4 min read
Getting Started Series – Part 2 of 5
When I started out, I thought I was doing the “start small” thing. I picked a niche. I followed the advice. I did what I saw everyone else teaching.
But what I wish I’d known back then is that your niche and your skills aren’t the whole picture. The piece that held me back the longest wasn’t what I was offering - it was how I was trying to work.
Most of what I learned in those early years focused on filling my calendar. More clients, more calls, more output - with the unspoken assumption that more = better. That success meant being busy.
But success looks different for everyone. And when you let go of all the assumptions around what it’s “supposed” to look like, you can start making choices that actually fit the way you work best.
A lot of the advice out there skips right past the question of capacity.
It assumes you’ve got the time, the energy, the headspace - and maybe even a supportive partner or a savings buffer in the background.
But for most people, that’s just not the case.
You're juggling work, life, health - maybe all of them - and trying to fit a whole new business around the edges of your day.
And yet the strategies being taught often feel like they’ve been built for someone with a team, no responsibilities, and 30 hours a week to spare.
And here’s what I didn’t realise at the time: I wasn’t just struggling to apply the strategies - I was subconsciously resisting them.
Because so much of what I’d learned equated success with a full calendar - calls booked, clients lined up, constant visibility - with no room for fluctuation, softness, or space to breathe.
But that’s not what success looks like for me.
Coming from a long period of chronic illness, the idea of operating at full capacity every day didn’t just feel unrealistic - it felt dangerous.
To my nervous system, it read as a fast track to burnout.
And whether I knew it or not, that fear was sitting beneath every decision, pulling me back any time I tried to push forward.
Starting small is about starting with small steps - that doesn’t mean those steps won’t lead to something big.
In fact, they’re the only sustainable way I know to get there.
The big leaps might look exciting, but more often than not, they’re like stretching a rubber band too far.
Sometimes it lands you right back at the start.
Sometimes it snaps and you burn out completely.
And either way, you’re left feeling like you failed - when really, you just needed a different pace.
Small steps give you something to build on.

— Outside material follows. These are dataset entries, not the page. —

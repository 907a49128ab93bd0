//! Source store trait definitions.

use async_trait::async_trait;

use crate::errors::StoreError;
use miniflux_indexer_shared::{DocumentTokens, Entry};

/// One page of an id-ordered scan.
///
/// Rows whose id was read but whose columns could not be decoded are kept
/// as `skipped` ids, so a caller can still move its cursor past them.
#[derive(Debug, Clone, Default, PartialEq, Eq)]
pub struct EntryBatch {
    /// Decoded entries in ascending id order.
    pub entries: Vec<Entry>,
    /// Ids of rows that failed to decode.
    pub skipped: Vec<i64>,
}

impl EntryBatch {
    pub fn new(entries: Vec<Entry>, skipped: Vec<i64>) -> Self {
        Self { entries, skipped }
    }

    /// Number of rows the query returned, decoded or not.
    pub fn rows(&self) -> usize {
        self.entries.len() + self.skipped.len()
    }

    pub fn is_empty(&self) -> bool {
        self.rows() == 0
    }

    /// Highest id among all returned rows.
    pub fn last_id(&self) -> Option<i64> {
        self.entries
            .iter()
            .map(|entry| entry.id)
            .chain(self.skipped.iter().copied())
            .max()
    }
}

impl From<Vec<Entry>> for EntryBatch {
    fn from(entries: Vec<Entry>) -> Self {
        Self::new(entries, Vec::new())
    }
}

/// Abstract interface over the store holding feed entries.
///
/// # Thread Safety
///
/// Implementations are shared by the scanner and every worker, so they must
/// be `Send + Sync` and must not rely on application-level locking for
/// per-row correctness.
#[async_trait]
pub trait EntrySource: Send + Sync {
    /// Fetch up to `limit` entries with `id > after_id`, ordered by id.
    ///
    /// # Arguments
    ///
    /// * `after_id` - Exclusive lower bound on entry ids
    /// * `limit` - Maximum number of entries to return
    ///
    /// # Returns
    ///
    /// * `Ok(EntryBatch)` - At most `limit` rows in ascending id order,
    ///   possibly empty
    /// * `Err(StoreError)` - If the query fails
    async fn fetch_entries_after(&self, after_id: i64, limit: usize)
        -> Result<EntryBatch, StoreError>;

    /// Replace the search vector of an entry.
    ///
    /// Title tokens carry a higher weight than content tokens. Writing the
    /// same tokens twice leaves the entry unchanged, so the call is safe to
    /// repeat.
    ///
    /// # Arguments
    ///
    /// * `entry_id` - Entry to update
    /// * `tokens` - Whitespace-joined title and content tokens
    async fn update_document_vector(
        &self,
        entry_id: i64,
        tokens: &DocumentTokens,
    ) -> Result<(), StoreError>;
}

/// Sink used by the bulk loader to insert entries into the source store.
#[async_trait]
pub trait EntryImporter: Send + Sync {
    /// Insert a single entry.
    async fn insert_entry(&self, entry: &Entry) -> Result<(), StoreError>;
}

#[cfg(test)]
mod tests {
    use super::*;

    #[test]
    fn test_batch_counts_skipped_rows() {
        let batch = EntryBatch::new(
            vec![Entry::new(3, "a", "b"), Entry::new(9, "c", "d")],
            vec![4, 12],
        );
        assert_eq!(batch.rows(), 4);
        assert_eq!(batch.last_id(), Some(12));

        let only_skipped = EntryBatch::new(Vec::new(), vec![20, 21]);
        assert!(!only_skipped.is_empty());
        assert_eq!(only_skipped.last_id(), Some(21));

        assert!(EntryBatch::default().is_empty());
        assert_eq!(EntryBatch::default().last_id(), None);
    }
}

They let your nervous system catch up and give you time to figure out what’s actually working for you - so the momentum you build doesn’t come at the cost of your energy or your wellbeing.
Starting small might mean offering one service instead of three - because that’s all you’ve got capacity for right now, and it’s enough to learn what works.
It might mean posting once a week, not because you’re slacking, but because daily visibility would chew through your energy in about three days flat.
It might look like working with one client at a time so you can actually enjoy the work - and figure out how you want to do things before you scale.
And yes, it might even mean giving your business part-time hours - not because you’re not committed, but because you’ve got a life, a body, or a brain that needs more space around it.
This isn’t about cutting corners.
It’s about starting from where you are, not where someone else thinks you should be - and doing it in a way that doesn’t have you secretly dreading the next six weeks.
That’s the bit most advice skips over.
Not just what to do - but how to do it in a way that actually works for you.
Because it’s one thing to know the steps, it’s another thing entirely to feel safe enough, clear enough, and confident enough to take them - especially when everyone else’s blueprint just makes you feel like you’re already behind.
This is the work I support people with.
Not pushing you to do more, but helping you figure out what your next right step is - and how to take it in a way that doesn’t drain the life out of you.
If you’re clear that you want to build your business in a way that works for you - but you’re not sure what to focus on first - I can help.
F.O.C.U.S. Lab is my no-fluff session designed to strip things back, untangle the knots, and help you get clear on what to do next.
Not just with a plan - but with a real sense of what matters, what can wait, and what you actually have capacity for.
One step, one clear direction, in a way that fits your energy and the stage you’re in.
Hi, I’m Juliette.
Business Alignment Coach, Clinical Hypnotherapist - and full-time slave to a very spoilt whippet.
I’m on a mission to help you build a business that actually fits you - not the other way around.
Hi, I’m Juliette.
Business Alignment Coach, Clinical Hypnotherapist - and full-time slave to a very spoilt whippet.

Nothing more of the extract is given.